§ **Task requirements**:
When you reach the line containing "through each stage" in the entries below, repeat it and each line after it exactly until the entries end.
____________
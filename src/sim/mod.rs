//! Simulation module
//!
//! All gameplay logic lives here. Pure state updates only:
//! - No rendering, DOM or network access
//! - One owned `GameState` per run, passed explicitly through each stage
//! - Seeded RNG per run for platform generation

pub mod camera;
pub mod collision;
pub mod field;
pub mod physics;
pub mod state;
pub mod tick;

pub use camera::{Camera, scroll_speed};
pub use collision::resolve;
pub use field::{FieldChange, initial_field, maintain};
pub use physics::{InputState, integrate};
pub use state::{GameEvent, GamePhase, GameState, Platform, Player};
pub use tick::{score_for_height, tick};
____________
§ **Answer space**:
//! - One owned `GameState` per run, passed explicitly through each stage
//! - Seeded RNG per run for platform generation

pub mod camera;
pub mod collision;
pub mod field;
pub mod physics;
pub mod state;
pub mod tick;

pub use camera::{Camera, scroll_speed};
pub use collision::resolve;
pub use field::{FieldChange, initial_field, maintain};
pub use physics::{InputState, integrate};
pub use state::{GameEvent, GamePhase, GameState, Platform, Player};
pub use tick::{score_for_height, tick};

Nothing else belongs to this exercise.